───── DATASET RECORDS

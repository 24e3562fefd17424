//! Facts about the machine Portify is running on.

use serde::{Deserialize, Serialize};
use sysinfo::System;

/// Host platform and privilege information.
#[derive(Debug, Clone, PartialEq, Eq, Serialize, Deserialize)]
pub struct HostInfo {
    /// OS family, e.g. "Darwin", "Ubuntu", "Windows".
    pub platform: String,
    pub os_version: String,
    pub kernel_version: String,
    pub architecture: String,
    pub hostname: String,
    pub user: String,
    /// Running with root/administrator privileges.
    pub is_root: bool,
}

impl HostInfo {
    pub fn collect() -> Self {
        let unknown = || "unknown".to_string();

        Self {
            platform: System::name().unwrap_or_else(unknown),
            os_version: System::long_os_version().unwrap_or_else(unknown),
            kernel_version: System::kernel_version().unwrap_or_else(unknown),
            architecture: std::env::consts::ARCH.to_string(),
            hostname: System::host_name().unwrap_or_else(unknown),
            user: current_user().unwrap_or_else(unknown),
            is_root: is_elevated(),
        }
    }

    /// Label used by `portify info`.
    pub fn privilege_label(&self) -> &'static str {
        if self.is_root {
            "root"
        } else {
            "user"
        }
    }
}

fn current_user() -> Option<String> {
    std::env::var("USER")
        .or_else(|_| std::env::var("USERNAME"))
        .ok()
        .filter(|u| !u.is_empty())
}

#[cfg(unix)]
fn is_elevated() -> bool {
    nix::unistd::Uid::effective().is_root()
}

#[cfg(not(unix))]
fn is_elevated() -> bool {
    false
}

──────────

■ **THE PROBLEM**
Retype exactly, and only, the lines that run from the one with "nix::unistd::Uid::effective().is_root()" through the final line of the entries.

■ **FINISHED TASK**
    nix::unistd::Uid::effective().is_root()
}

#[cfg(not(unix))]
fn is_elevated() -> bool {
    false
}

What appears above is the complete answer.